Israeli police injure 4 Palestinian protesters in East Jerusalem

At least four Palestinians were injured by Israeli police Wednesday during a solidarity demonstration with residents of the Sheikh Jarrah neighborhood in occupied East Jerusalem, according to an aid agency.

They were protesting against the Israeli government's plan to force some families out of their homes in the neighborhood, according to the Palestinian Red Crescent.

As tensions in the neighborhood increased, police used water cannons to disperse the protesters.

They also intervened against the demonstrators with stun grenades and mounted units and battered and detained some protesters, including a medical staff member.

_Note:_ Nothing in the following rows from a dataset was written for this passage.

use std::hint::black_box;

use criterion::{BenchmarkId, Criterion, criterion_group, criterion_main};
use rote::metrics::{Outcome, accuracy, live_words_per_minute, words_per_minute};
use rote::options::OptionSet;
use web_time::Duration;

fn benchmark_wpm_calculations(c: &mut Criterion) {
    let mut group = c.benchmark_group("wpm_calculations");

    let test_cases = vec![
        (100, 10.0),     // Short snippet
        (1000, 120.0),   // Medium template
        (10000, 600.0),  // Full-length test
    ];

    for (characters, seconds) in test_cases {
        group.bench_with_input(
            BenchmarkId::new("calculate", format!("{characters}chars_{}s", seconds as u32)),
            &(characters, seconds),
            |b, &(characters, seconds)| {
                b.iter(|| words_per_minute(black_box(characters), black_box(seconds)))
            },
        );
    }

    group.finish();
}

fn benchmark_accuracy_calculations(c: &mut Criterion) {
    let mut group = c.benchmark_group("accuracy_calculations");

    let test_cases = vec![(100, 5), (1000, 50), (10000, 20000)];

    for (characters, mistakes) in test_cases {
        group.bench_with_input(
            BenchmarkId::new("calculate", format!("{characters}chars_{mistakes}mistakes")),
            &(characters, mistakes),
            |b, &(characters, mistakes)| {
                b.iter(|| accuracy(black_box(characters), black_box(mistakes)))
            },
        );
    }

    group.finish();
}

fn benchmark_live_wpm(c: &mut Criterion) {
    c.bench_function("live_wpm", |b| {
        b.iter(|| {
            (1..=600u64)
                .map(|second| live_words_per_minute(black_box(second as usize * 4), second))
                .max()
        })
    });
}

fn benchmark_outcome(c: &mut Criterion) {
    c.bench_function("outcome_calculate", |b| {
        b.iter(|| {
            Outcome::calculate(
                black_box(Duration::from_millis(93_450)),
                black_box(1200),
                black_box(37),
                black_box(OptionSet::empty()),
            )
        })
    });
}

criterion_group!(
    benches,
    benchmark_wpm_calculations,
    benchmark_accuracy_calculations,
    benchmark_live_wpm,
    benchmark_outcome
);
criterion_main!(benches);
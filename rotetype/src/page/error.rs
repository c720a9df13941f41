use std::fmt::Display;

use crossterm::event::{Event, KeyCode};
use ratatui::{
    layout::{Constraint, Rect},
    style::{Style, Stylize},
    text::Line,
    widgets::{Block, Padding, Paragraph, Wrap},
};

use crate::{
    config::Config,
    utils::center,
};

use super::Message;

/// Page: Error
///
/// Displays an error
///
pub struct Error(String);

impl<E: Display> From<E> for Error {
    fn from(value: E) -> Self {
        Self(value.to_string())
    }
}

/// Rendering logic
impl Error {
    pub fn render(&self, frame: &mut ratatui::Frame, area: Rect, config: &Config) {
        let center = center(area, Constraint::Percentage(80), Constraint::Percentage(80));

        let mut lines = vec![
            Line::styled(
                "[Error]",
                Style::new().bold().fg(config.settings.theme.text.error),
            )
            .centered(),
        ];

        lines.extend(self.0.split('\n').map(|line| Line::from(line).centered()));

        let text = Paragraph::new(lines)
            .wrap(Wrap { trim: false })
            .block(Block::new().padding(Padding::new(0, 0, center.height / 2, 0)));

        frame.render_widget(text, center);
    }

    pub fn render_top(&self, _config: &Config) -> Option<Line<'_>> {
        Some(Line::from("<Enter> to return to menu"))
    }

    pub fn handle_events(&self, event: &Event, _config: &Config) -> Option<Message> {
        if let Event::Key(key) = event
            && key.is_press()
            && key.code == KeyCode::Enter
        {
            return Some(Message::Reset);
        }

        None
    }
}
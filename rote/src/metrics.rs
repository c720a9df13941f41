//! # Metrics Module - Speed and Accuracy Calculations
//!
//! Words are not counted literally. A "word" is [`AVERAGE_WORD_LENGTH`] characters
//! of the target.
//!
//! ```rust
//! use rote::metrics::Outcome;
//! use rote::options::OptionSet;
//! use web_time::Duration;
//!
//! // 100 characters in 100 seconds with no mistakes
//! let outcome = Outcome::calculate(Duration::from_secs(100), 100, 0, OptionSet::empty());
//! assert_eq!(outcome.wpm, 6.0);
//! assert_eq!(outcome.accuracy, 100.0);
//! ```

use web_time::Duration;

use crate::options::OptionSet;
use crate::{AVERAGE_WORD_LENGTH, Seconds, minutes};

/// Rounds to two decimal places
pub fn round2(value: f64) -> f64 {
    (value * 100.0).round() / 100.0
}

/// Calculate Words Per Minute
///
/// * `characters` - How many characters make up the typed text
/// * `seconds` - How many seconds the typing took
///
/// Returns 0 when no time has passed.
pub fn words_per_minute(characters: usize, seconds: Seconds) -> f64 {
    if seconds <= 0.0 {
        return 0.0;
    }

    let words = characters as f64 / AVERAGE_WORD_LENGTH as f64;
    words / minutes(seconds)
}

/// Calculate typing accuracy as a percentage between 0.0 - 100.0
///
/// * `characters` - The length of the text
/// * `mistakes` - Mistakes made while typing it. May exceed `characters`, in which case the
///   accuracy is 0.
pub fn accuracy(characters: usize, mistakes: u32) -> f64 {
    if characters == 0 {
        return 100.0;
    }

    let characters = characters as f64;
    ((characters - f64::from(mistakes)) / characters * 100.0).max(0.0)
}

/// Live WPM shown while typing, truncated to a whole number
///
/// * `typed` - Characters currently in the typed buffer
/// * `elapsed_secs` - Whole seconds reported by the session clock
pub fn live_words_per_minute(typed: usize, elapsed_secs: u64) -> u32 {
    if elapsed_secs == 0 {
        return 0;
    }

    words_per_minute(typed, elapsed_secs as Seconds).floor() as u32
}

/// The result of a completed session
#[derive(Debug, Clone, Copy, PartialEq)]
pub struct Outcome {
    /// Seconds from the first keystroke to completion
    pub time: Seconds,
    pub mistakes: u32,
    /// Words per minute, rounded to two decimals
    pub wpm: f64,
    /// Percentage between 0.0 - 100.0, rounded to two decimals
    pub accuracy: f64,
    /// The options that were enabled when the session finished
    pub options: OptionSet,
}

impl Outcome {
    /// Computes the outcome of a session
    ///
    /// * `time` - Duration between the start and completion instants
    /// * `total_chars` - Length of the target text
    /// * `mistakes` - Mistakes counted during the session
    /// * `options` - Options enabled at completion
    pub fn calculate(time: Duration, total_chars: usize, mistakes: u32, options: OptionSet) -> Self {
        let seconds = time.as_secs_f64();

        Self {
            time: seconds,
            mistakes,
            wpm: round2(words_per_minute(total_chars, seconds)),
            accuracy: round2(accuracy(total_chars, mistakes)),
            options,
        }
    }
}
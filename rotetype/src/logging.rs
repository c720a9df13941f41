use std::path::Path;

use tracing_appender::non_blocking::WorkerGuard;
use tracing_subscriber::EnvFilter;

pub const LOG_ENV: &str = "ROTETYPE_LOG";
pub const LOG_FILE: &str = "rotetype.log";

/// Builds the filter from `--log-level`, then `ROTETYPE_LOG`, then `info`
fn filter(level: Option<&str>) -> EnvFilter {
    level
        .and_then(|level| EnvFilter::try_new(level).ok())
        .or_else(|| EnvFilter::try_from_env(LOG_ENV).ok())
        .unwrap_or_else(|| EnvFilter::new("info"))
}

/// Starts logging to `<directory>/rotetype.log`.
///
/// The terminal belongs to the UI, so nothing is ever written to stdout. Returns the guard that
/// flushes the log on drop, or `None` if logging could not be set up.
pub fn init(directory: &Path, level: Option<&str>) -> Option<WorkerGuard> {
    if let Err(error) = std::fs::create_dir_all(directory) {
        eprintln!("Logging disabled, could not create {}: {error}", directory.display());
        return None;
    }

    let file_appender = tracing_appender::rolling::never(directory, LOG_FILE);
    let (writer, guard) = tracing_appender::non_blocking(file_appender);

    tracing_subscriber::fmt()
        .with_env_filter(filter(level))
        .with_writer(writer)
        .with_ansi(false)
        .try_init()
        .ok()
        .map(|()| guard)
}

#[cfg(test)]
mod tests {
    use super::*;

    #[test]
    fn test_filter_precedence() {
        assert_eq!(filter(Some("debug")).to_string(), "debug");
        assert_eq!(filter(Some("rote=trace")).to_string(), "rote=trace");
    }
}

The Islamic Jihad movement warned Israel that if it does not refrain from its actions in Jerusalem, it will "face an unexpected response."

"Israel's attack on the Sheikh Jarrah neighborhood of occupied Jerusalem is a systematic war of Judaization," it said.

Referring to the Palestinian people resisting the struggle, the statement emphasized that the people of Jerusalem and the Sheikh Jarrah neighborhood would never surrender in the face of all kinds of oppression and terror.

SHEIKH JARRAH NEIGHBORHOOD

The Israeli Central Court in East Jerusalem approved a decision to evict seven Palestinian families from their homes in favor of Israeli settlers as of the beginning of this year.

Since 1956, a total of 37 Palestinian families have been living in 27 homes in the neighborhood. However, illegal Jewish settlers have been trying to push them out on the basis of a law approved by the Israeli parliament in 1970.

Hundreds of thousands of Palestinians were forced in 1948 to flee their villages and towns in historical Palestine to neighboring countries including Jordan, Lebanon and Syria.

Residents of another part of Palestine found themselves displaced to the Gaza Strip and the West Bank amid rising attacks by Zionist gangs to pave the way for the creation of the state of Israel.

Palestinians use "Nakba" in Arabic, or "The Catastrophe," to refer to the 1948 expulsions by Zionist gangs.

The Palestinian-Israeli conflict dates back to 1917, when the British government, in the now-famous Balfour Declaration, called for "the establishment in Palestine of a national home for the Jewish people."